Aspects according to embodiments of the present disclosure include a process and a system to automatically learn feature representations and detect keypoints in image data using an end-to-end machine learning process. The image data can be of any modality, including RGB images or depth images for example. The process proceeds in an iterative fashion, updating and refining the feature representation and keypoint detection in each round until convergence, where keypoints may be defined as points in an image best suited for object recognition analysis by a computer vision process.
In an initialization cycle, given a 3D rendering of a physical environment (e.g., a CAD rendering of a system of components which are target objects for object recognition), random 2D images of various viewpoint poses may be rendered to simulate various perspectives useful for finding candidate keypoints. The rendered images may be used to generate training data for learning viewpoint invariant feature representations from which keypoints may be generated. For example, given a test image having viewpoint pose information, a point in the image may be randomly sampled and a correspondence in a rendered image of another pose may be determined.

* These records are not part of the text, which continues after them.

use serde::{Deserialize, Serialize};

/// User profile supplied to the recommendation endpoint
#[derive(Debug, Clone, Serialize, Deserialize)]
pub struct UserProfile {
    pub income: f64,
    pub occupation: String,
    pub location: String,
    pub gender: String,
    #[serde(default)]
    pub age: u32,
}

/// Structured expense extracted from a natural-language sentence
#[derive(Debug, Clone, PartialEq, Eq, Serialize, Deserialize)]
pub struct ExtractedExpense {
    pub amount: u64,
    pub category: String,
    pub description: String,
}

/// Government scheme record from the embedded catalog
#[derive(Debug, Clone, Serialize, Deserialize)]
pub struct Scheme {
    pub id: u32,
    pub name: String,
    pub launched: String,
    pub category: String,
    pub about: String,
    pub target: String,
    #[serde(rename = "minAge", alias = "min_age")]
    pub min_age: u32,
    #[serde(rename = "maxAge", alias = "max_age")]
    pub max_age: u32,
    /// "all" or a specific gender value
    pub gender: String,
    pub benefits: String,
    pub documents: String,
    pub features: String,
    /// Descriptive keyword corpus used for vectorization
    pub text: String,
}

/// A scheme projection with its match score and explainability tags
#[derive(Debug, Clone, PartialEq, Serialize, Deserialize)]
pub struct ScoredScheme {
    pub name: String,
    #[serde(skip_serializing_if = "Option::is_none")]
    pub launched: Option<String>,
    #[serde(skip_serializing_if = "Option::is_none")]
    pub category: Option<String>,
    #[serde(skip_serializing_if = "Option::is_none")]
    pub about: Option<String>,
    #[serde(skip_serializing_if = "Option::is_none")]
    pub target: Option<String>,
    pub benefit: String,
    #[serde(skip_serializing_if = "Option::is_none")]
    pub documents: Option<String>,
    #[serde(skip_serializing_if = "Option::is_none")]
    pub features: Option<String>,
    #[serde(rename = "matchScore")]
    pub match_score: u8,
    pub tags: Vec<String>,
}

impl ScoredScheme {
    pub fn from_scheme(scheme: &Scheme, match_score: u8, tags: Vec<String>) -> Self {
        Self {
            name: scheme.name.clone(),
            launched: Some(scheme.launched.clone()),
            category: Some(scheme.category.clone()),
            about: Some(scheme.about.clone()),
            target: Some(scheme.target.clone()),
            benefit: scheme.benefits.clone(),
            documents: Some(scheme.documents.clone()),
            features: Some(scheme.features.clone()),
            match_score,
            tags,
        }
    }

    /// Generic savings-account entry returned when no scheme qualifies
    pub fn fallback(match_score: u8) -> Self {
        Self {
            name: "General Savings Account".to_string(),
            launched: None,
            category: None,
            about: None,
            target: None,
            benefit: "Standard banking facilities for everyone.".to_string(),
            documents: None,
            features: None,
            match_score,
            tags: vec!["savings".to_string()],
        }
    }
}

/// Heuristic overlay parameters for the scoring function
#[derive(Debug, Clone, Copy)]
pub struct ScoringParams {
    /// Points added when the profile occupation appears in the scheme text
    pub occupation_boost: u8,
    /// Schemes scoring at or below this are dropped
    pub score_threshold: u8,
    /// Fixed score of the fallback savings-account entry
    pub fallback_score: u8,
    /// Maximum number of explainability tags per scheme
    pub max_tags: usize,
}

impl Default for ScoringParams {
    fn default() -> Self {
        Self {
            occupation_boost: 20,
            score_threshold: 10,
            fallback_score: 50,
            max_tags: 3,
        }
    }
}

The rendered image may be generated by perturbing the given pose of the test image. Locating local patches around the two corresponding points may generate a pair of similar patches, which may train a convolutional neural network to learn a feature representation that is viewpoint invariant. Sample keypoints may be randomly selected from a test image, and compared to random keypoints of reference images to generate data to train a keypoint detector network. The previously trained feature representation network may be used to process each candidate keypoint and reference keypoint for assigning a score to the candidate keypoint. This score is representative of two key properties of keypoints: repeatability and uniqueness. The data generated in this fashion may be used to train the keypoint detector network. After the feature representation network and the keypoint detector network are trained by the initialization phase, an iterative refinement may be performed in subsequent cycles. Using the keypoint detector, keypoints in the images may be detected and patches may be sampled around these keypoints. These patches may be used as input to refine the feature representation network. This iterative procedure of refining the feature representation network and keypoint detector network may be repeated until convergence.
The advantage of iterative process of keypoint detection and feature representations in a circular manner for semi-supervised training of the machine learning networks is for efficient and automatic generation of labeled training data without the cost and effort of manual/expert label generation, while circumventing the issues of noisy training images captured by cameras commonly used in conventional applications.

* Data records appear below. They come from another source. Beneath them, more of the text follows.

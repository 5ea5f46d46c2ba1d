use crate::models::{Scheme, UserProfile};

/// Hard eligibility check applied before scoring.
///
/// Failing schemes are excluded entirely and never scored: the profile age
/// must fall inside the scheme's inclusive age range, and a gender-specific
/// scheme must match the profile gender ("all" accepts anyone).
#[inline]
pub fn is_eligible(scheme: &Scheme, profile: &UserProfile) -> bool {
    if profile.age < scheme.min_age || profile.age > scheme.max_age {
        return false;
    }

    if scheme.gender != "all" && scheme.gender != profile.gender {
        return false;
    }

    true
}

Non-limiting and non-exhaustive embodiments of the present embodiments are described with reference to the following FIGURES, wherein like reference numerals refer to like elements throughout the drawings unless otherwise specified.
Methods and systems are disclosed for visual recognition of objects in images using machine learning to train a first network to detect strong localized features, called keypoints, in the presence of image noise caused by visual sensors. Conventional object recognition systems that employ keypoint matching are hindered by sensor noise and tend to identify weak keypoints that may be representative of a feature influenced by the noise instead of an actual physical feature of the target object. A second network may be trained by machine learning to determine viewpoint invariant feature representations of patches around the detected keypoints in a target image. The advantage of viewpoint invariance is to enhance recognition of regions in a target image which correspond to stored feature representations of the regions in an inventory library where the stored feature representations may be of a viewpoint not identical to the target image. Multiple cycles of keypoint detection and feature representation generation may be applied to the first and second networks for learning refinement until convergence. Application of the trained first and second networks of the visual recognition system include processing input images to find strong keypoints within the images, identify the feature representations of the images based on the keypoints, and identify objects in the image based on matching the feature representations to a library of objects indexed by the features.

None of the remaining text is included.